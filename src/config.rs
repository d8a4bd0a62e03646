//! Persisted planner configuration, read once at init from an external JSON
//! source. The core only consumes the scale factor, applied uniformly to
//! vertex positions before any cutting; the structural parameters are passed
//! through to the workflow layer.

use crate::errors::ConfigError;
use crate::float_types::Real;
use serde::{Deserialize, Serialize};

#[derive(Debug, Clone, PartialEq, Serialize, Deserialize)]
#[serde(default)]
pub struct PlannerConfig {
    /// Uniform scale applied to mesh vertices at init.
    pub scale: Real,
    /// Curve distance between the two members of a fibula ghost-plane pair
    /// (safety margin between cut angles).
    pub ghost_plane_spacing: Real,
    /// Rendered side length of a cutting plane widget.
    pub plane_size: Real,
}

impl Default for PlannerConfig {
    fn default() -> Self {
        PlannerConfig {
            scale: 1.0,
            ghost_plane_spacing: 40.0,
            plane_size: 25.0,
        }
    }
}

impl PlannerConfig {
    pub fn from_json(source: &str) -> Result<Self, ConfigError> {
        let config: PlannerConfig = serde_json::from_str(source)?;
        if !config.scale.is_finite() || config.scale <= 0.0 {
            return Err(ConfigError::InvalidScale(config.scale));
        }
        Ok(config)
    }
}
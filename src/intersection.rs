//! Plane/mesh intersection finder.
//!
//! For each plane: the set of triangles whose vertex signed distances are
//! mixed (at least one strictly negative and one non-negative; exact zero
//! counts as non-negative). Results are cached per plane id and invalidated
//! wholesale whenever a plane moves or the plane set changes — there is no
//! per-triangle incremental diffing.

use crate::float_types::Real;
use crate::mesh::Mesh;
use crate::plane::Plane;
use crate::registry::{PlaneId, PlaneRegistry};
use hashbrown::HashMap;
use log::debug;

/// Ascending triangle indices crossed by a single plane.
pub fn find_intersections(mesh: &Mesh, plane: &Plane) -> Vec<u32> {
    let mut out = Vec::new();
    for (t, tri) in mesh.triangles().iter().enumerate() {
        if triangle_crosses(mesh, plane, tri.indices()) {
            out.push(t as u32);
        }
    }
    out
}

/// Mixed-sign test for one triangle.
pub fn triangle_crosses(mesh: &Mesh, plane: &Plane, indices: [u32; 3]) -> bool {
    let mut forward = false;
    let mut backward = false;
    for v in indices {
        if plane.is_forward(&mesh.vertex(v)) {
            forward = true;
        } else {
            backward = true;
        }
    }
    forward && backward
}

/// Per-plane intersection records, keyed by stable plane id.
#[derive(Debug, Clone, Default)]
pub struct IntersectionMap {
    per_plane: HashMap<PlaneId, Vec<u32>>,
}

impl IntersectionMap {
    pub fn new() -> Self {
        Self::default()
    }

    /// Recompute the record for every plane in the registry, dropping records
    /// of planes no longer present.
    pub fn recompute_all(&mut self, mesh: &Mesh, registry: &PlaneRegistry) {
        self.per_plane.clear();
        for &id in registry.order() {
            if let Some(plane) = registry.get(id) {
                let set = find_intersections(mesh, plane);
                debug!(
                    "plane {:?} crosses {} of {} triangles",
                    id,
                    set.len(),
                    mesh.triangles().len()
                );
                self.per_plane.insert(id, set);
            }
        }
    }

    /// Recompute a single plane's record after it moved.
    pub fn recompute(&mut self, mesh: &Mesh, registry: &PlaneRegistry, id: PlaneId) {
        match registry.get(id) {
            Some(plane) => {
                let set = find_intersections(mesh, plane);
                self.per_plane.insert(id, set);
            },
            None => {
                self.per_plane.remove(&id);
            },
        }
    }

    /// Drop a plane's record (plane removed from the registry).
    pub fn invalidate(&mut self, id: PlaneId) {
        self.per_plane.remove(&id);
    }

    /// The cached record for a plane. An empty slice is a valid (degenerate)
    /// outcome for a plane placed entirely outside the mesh.
    pub fn get(&self, id: PlaneId) -> &[u32] {
        self.per_plane.get(&id).map_or(&[], Vec::as_slice)
    }

    pub fn contains(&self, id: PlaneId) -> bool {
        self.per_plane.contains_key(&id)
    }

    /// Union of every plane's intersected triangles, ascending and deduped.
    pub fn all_intersected(&self, registry: &PlaneRegistry) -> Vec<u32> {
        let mut all: Vec<u32> = registry
            .order()
            .iter()
            .flat_map(|id| self.get(*id).iter().copied())
            .collect();
        all.sort_unstable();
        all.dedup();
        all
    }
}

/// Vertices of a plane's intersected triangles lying within `tolerance` of
/// the plane itself. The viewer layer anchors the resection polyline here.
pub fn vertices_on_plane(
    mesh: &Mesh,
    plane: &Plane,
    intersected: &[u32],
    tolerance: Real,
) -> Vec<u32> {
    let mut out = Vec::new();
    for &t in intersected {
        for v in mesh.triangle(t).indices() {
            if plane.signed_distance(&mesh.vertex(v)).abs() <= tolerance && !out.contains(&v) {
                out.push(v);
            }
        }
    }
    out
}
════════
WHAT IS REQUIRED – What you write must be the entries restated word for word, from the opening line through the one holding "impl Default for", with nothing else.

SOLUTION TO THIS TASK –
filename src/config.rs
repository d8a4bd0a62e03646
//! Persisted planner configuration, read once at init from an external JSON
//! source. The core only consumes the scale factor, applied uniformly to
//! vertex positions before any cutting; the structural parameters are passed
//! through to the workflow layer.

use crate::errors::ConfigError;
use crate::float_types::Real;
use serde::{Deserialize, Serialize};

#[derive(Debug, Clone, PartialEq, Serialize, Deserialize)]
#[serde(default)]
pub struct PlannerConfig {
    /// Uniform scale applied to mesh vertices at init.
    pub scale: Real,
    /// Curve distance between the two members of a fibula ghost-plane pair
    /// (safety margin between cut angles).
    pub ghost_plane_spacing: Real,
    /// Rendered side length of a cutting plane widget.
    pub plane_size: Real,
}

impl Default for PlannerConfig {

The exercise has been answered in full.